> _Work required_
Set down all of the records exactly.

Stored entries
▼▼▼
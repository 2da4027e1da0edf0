#![forbid(unsafe_code)]
//! Growable, homogeneously typed byte array.
//!
//! Items are opaque `item_size`-byte blocks. Indices passed to [`DynArray::item_at`],
//! [`DynArray::item_at_mut`] and [`DynArray::swap`] are not range checked beyond
//! the panicking slice access; callers own bounds checks.

use crate::types::{FlatError, Result};

/// Largest number of items any array may hold.
pub const MAX_ITEMS: usize = u32::MAX as usize;

const SMALL_ADD: [usize; 16] = [1, 1, 2, 2, 4, 4, 4, 8, 8, 10, 11, 12, 13, 14, 15, 16];

/// Capacity following `capacity` under the amortized growth policy.
///
/// Returns `None` once the sequence would exceed [`MAX_ITEMS`].
pub fn next_capacity(capacity: usize) -> Option<usize> {
    let small = SMALL_ADD.get(capacity).copied().unwrap_or(0);
    let next = capacity
        .checked_add(capacity / 16)?
        .checked_add(small)?;
    if next > MAX_ITEMS {
        if capacity < MAX_ITEMS {
            return Some(MAX_ITEMS);
        }
        return None;
    }
    Some(next)
}

/// Growable array of fixed-size items.
#[derive(Clone, Debug)]
pub struct DynArray {
    item_size: usize,
    capacity: usize,
    data: Vec<u8>,
}

impl DynArray {
    /// Creates an empty array whose items are `item_size` bytes.
    ///
    /// # Panics
    ///
    /// Panics if `item_size` is zero.
    pub fn new(item_size: usize) -> Self {
        assert!(item_size > 0, "item size must be non-zero");
        Self {
            item_size,
            capacity: 0,
            data: Vec::new(),
        }
    }

    /// Adopts `bytes` without copying; the result holds one-byte items.
    pub fn give_data(bytes: Vec<u8>) -> Self {
        Self {
            item_size: 1,
            capacity: bytes.len(),
            data: bytes,
        }
    }

    /// Size of one item in bytes.
    pub fn item_size(&self) -> usize {
        self.item_size
    }

    /// Number of items stored.
    pub fn n_items(&self) -> usize {
        self.data.len() / self.item_size
    }

    /// Returns true if no items are stored.
    pub fn is_empty(&self) -> bool {
        self.data.is_empty()
    }

    /// Number of items that fit without reallocating.
    pub fn capacity(&self) -> usize {
        self.capacity
    }

    /// Bytes reserved on the heap for items.
    pub fn n_heap_bytes(&self) -> usize {
        self.capacity * self.item_size
    }

    /// Appends one item. Fails with [`FlatError::Invalid`] if `item` is not
    /// exactly one item long. On failure the array is unchanged.
    pub fn push(&mut self, item: &[u8]) -> Result<()> {
        if item.len() != self.item_size {
            return Err(FlatError::Invalid("item length differs from the array item size"));
        }
        if self.n_items() == self.capacity {
            self.grow()?;
        }
        self.data.extend_from_slice(item);
        Ok(())
    }

    /// Removes the last item; no-op on an empty array.
    pub fn pop(&mut self) {
        let n = self.data.len().saturating_sub(self.item_size);
        self.data.truncate(n);
    }

    /// Keeps the first `n_items` items.
    pub fn truncate(&mut self, n_items: usize) {
        self.data.truncate(n_items.saturating_mul(self.item_size));
    }

    /// Bytes of item `i`.
    pub fn item_at(&self, i: usize) -> &[u8] {
        let start = i * self.item_size;
        &self.data[start..start + self.item_size]
    }

    /// Mutable bytes of item `i`.
    pub fn item_at_mut(&mut self, i: usize) -> &mut [u8] {
        let start = i * self.item_size;
        &mut self.data[start..start + self.item_size]
    }

    /// Exchanges items `i` and `j`.
    pub fn swap(&mut self, i: usize, j: usize) {
        if i == j {
            return;
        }
        let (lo, hi) = if i < j { (i, j) } else { (j, i) };
        let s = self.item_size;
        let (head, tail) = self.data.split_at_mut(hi * s);
        head[lo * s..lo * s + s].swap_with_slice(&mut tail[..s]);
    }

    /// Drops all items and releases storage.
    pub fn clear(&mut self) {
        self.data = Vec::new();
        self.capacity = 0;
    }

    /// Raw bytes of all stored items.
    pub fn as_bytes(&self) -> &[u8] {
        &self.data
    }

    /// Consumes the array, returning its bytes.
    pub fn into_bytes(self) -> Vec<u8> {
        self.data
    }

    fn grow(&mut self) -> Result<()> {
        let next = next_capacity(self.capacity)
            .ok_or(FlatError::Capacity("array would exceed 2**32-1 items"))?;
        let additional = (next - self.n_items())
            .checked_mul(self.item_size)
            .ok_or(FlatError::Capacity("array byte size overflow"))?;
        self.data
            .try_reserve_exact(additional)
            .map_err(|_| FlatError::Allocation)?;
        self.capacity = next;
        Ok(())
    }
}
▲▲▲
> _Response area_
repository 2da4027e1da0edf0
#![forbid(unsafe_code)]
//! Growable, homogeneously typed byte array.
//!
//! Items are opaque `item_size`-byte blocks. Indices passed to [`DynArray::item_at`],
//! [`DynArray::item_at_mut`] and [`DynArray::swap`] are not range checked beyond
//! the panicking slice access; callers own bounds checks.

use crate::types::{FlatError, Result};

/// Largest number of items any array may hold.
pub const MAX_ITEMS: usize = u32::MAX as usize;

const SMALL_ADD: [usize; 16] = [1, 1, 2, 2, 4, 4, 4, 8, 8, 10, 11, 12, 13, 14, 15, 16];

/// Capacity following `capacity` under the amortized growth policy.
///
/// Returns `None` once the sequence would exceed [`MAX_ITEMS`].
pub fn next_capacity(capacity: usize) -> Option<usize> {
    let small = SMALL_ADD.get(capacity).copied().unwrap_or(0);
    let next = capacity
        .checked_add(capacity / 16)?
        .checked_add(small)?;
    if next > MAX_ITEMS {
        if capacity < MAX_ITEMS {
            return Some(MAX_ITEMS);
        }
        return None;
    }
    Some(next)
}

/// Growable array of fixed-size items.
#[derive(Clone, Debug)]
pub struct DynArray {
    item_size: usize,
    capacity: usize,
    data: Vec<u8>,
}

impl DynArray {
    /// Creates an empty array whose items are `item_size` bytes.
    ///
    /// # Panics
    ///
    /// Panics if `item_size` is zero.
    pub fn new(item_size: usize) -> Self {
        assert!(item_size > 0, "item size must be non-zero");
        Self {
            item_size,
            capacity: 0,
            data: Vec::new(),
        }
    }

    /// Adopts `bytes` without copying; the result holds one-byte items.
    pub fn give_data(bytes: Vec<u8>) -> Self {
        Self {
            item_size: 1,
            capacity: bytes.len(),
            data: bytes,
        }
    }

    /// Size of one item in bytes.
    pub fn item_size(&self) -> usize {
        self.item_size
    }

    /// Number of items stored.
    pub fn n_items(&self) -> usize {
        self.data.len() / self.item_size
    }

    /// Returns true if no items are stored.
    pub fn is_empty(&self) -> bool {
        self.data.is_empty()
    }

    /// Number of items that fit without reallocating.
    pub fn capacity(&self) -> usize {
        self.capacity
    }

    /// Bytes reserved on the heap for items.
    pub fn n_heap_bytes(&self) -> usize {
        self.capacity * self.item_size
    }

    /// Appends one item. Fails with [`FlatError::Invalid`] if `item` is not
    /// exactly one item long. On failure the array is unchanged.
    pub fn push(&mut self, item: &[u8]) -> Result<()> {
        if item.len() != self.item_size {
            return Err(FlatError::Invalid("item length differs from the array item size"));
        }
        if self.n_items() == self.capacity {
            self.grow()?;
        }
        self.data.extend_from_slice(item);
        Ok(())
    }

    /// Removes the last item; no-op on an empty array.
    pub fn pop(&mut self) {
        let n = self.data.len().saturating_sub(self.item_size);
        self.data.truncate(n);
    }

    /// Keeps the first `n_items` items.
    pub fn truncate(&mut self, n_items: usize) {
        self.data.truncate(n_items.saturating_mul(self.item_size));
    }

    /// Bytes of item `i`.
    pub fn item_at(&self, i: usize) -> &[u8] {
        let start = i * self.item_size;
        &self.data[start..start + self.item_size]
    }

    /// Mutable bytes of item `i`.
    pub fn item_at_mut(&mut self, i: usize) -> &mut [u8] {
        let start = i * self.item_size;
        &mut self.data[start..start + self.item_size]
    }

    /// Exchanges items `i` and `j`.
    pub fn swap(&mut self, i: usize, j: usize) {
        if i == j {
            return;
        }
        let (lo, hi) = if i < j { (i, j) } else { (j, i) };
        let s = self.item_size;
        let (head, tail) = self.data.split_at_mut(hi * s);
        head[lo * s..lo * s + s].swap_with_slice(&mut tail[..s]);
    }

    /// Drops all items and releases storage.
    pub fn clear(&mut self) {
        self.data = Vec::new();
        self.capacity = 0;
    }

    /// Raw bytes of all stored items.
    pub fn as_bytes(&self) -> &[u8] {
        &self.data
    }

    /// Consumes the array, returning its bytes.
    pub fn into_bytes(self) -> Vec<u8> {
        self.data
    }

    fn grow(&mut self) -> Result<()> {
        let next = next_capacity(self.capacity)
            .ok_or(FlatError::Capacity("array would exceed 2**32-1 items"))?;
        let additional = (next - self.n_items())
            .checked_mul(self.item_size)
            .ok_or(FlatError::Capacity("array byte size overflow"))?;
        self.data
            .try_reserve_exact(additional)
            .map_err(|_| FlatError::Allocation)?;
        self.capacity = next;
        Ok(())
    }
}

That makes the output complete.